● RECORDS FOR THIS EXERCISE:
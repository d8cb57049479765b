//! Wordweave — a collaborative "exquisite corpse" sentence game.
//!
//! Players join a session with a short code, each phase everyone
//! contributes one word to the sentence rotating through their seat,
//! and at the end the room votes on the best result. Simulated players
//! fill empty seats. This crate is the WebSocket front; the rules live
//! in `wordweave-engine`.

mod conn;
mod error;
mod server;

pub use error::ServerError;
pub use server::WordweaveServer;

● AIM OF THE EXERCISE: Extract every line above containing the word "error".

● EXERCISE ANSWER:
mod error;
pub use error::ServerError;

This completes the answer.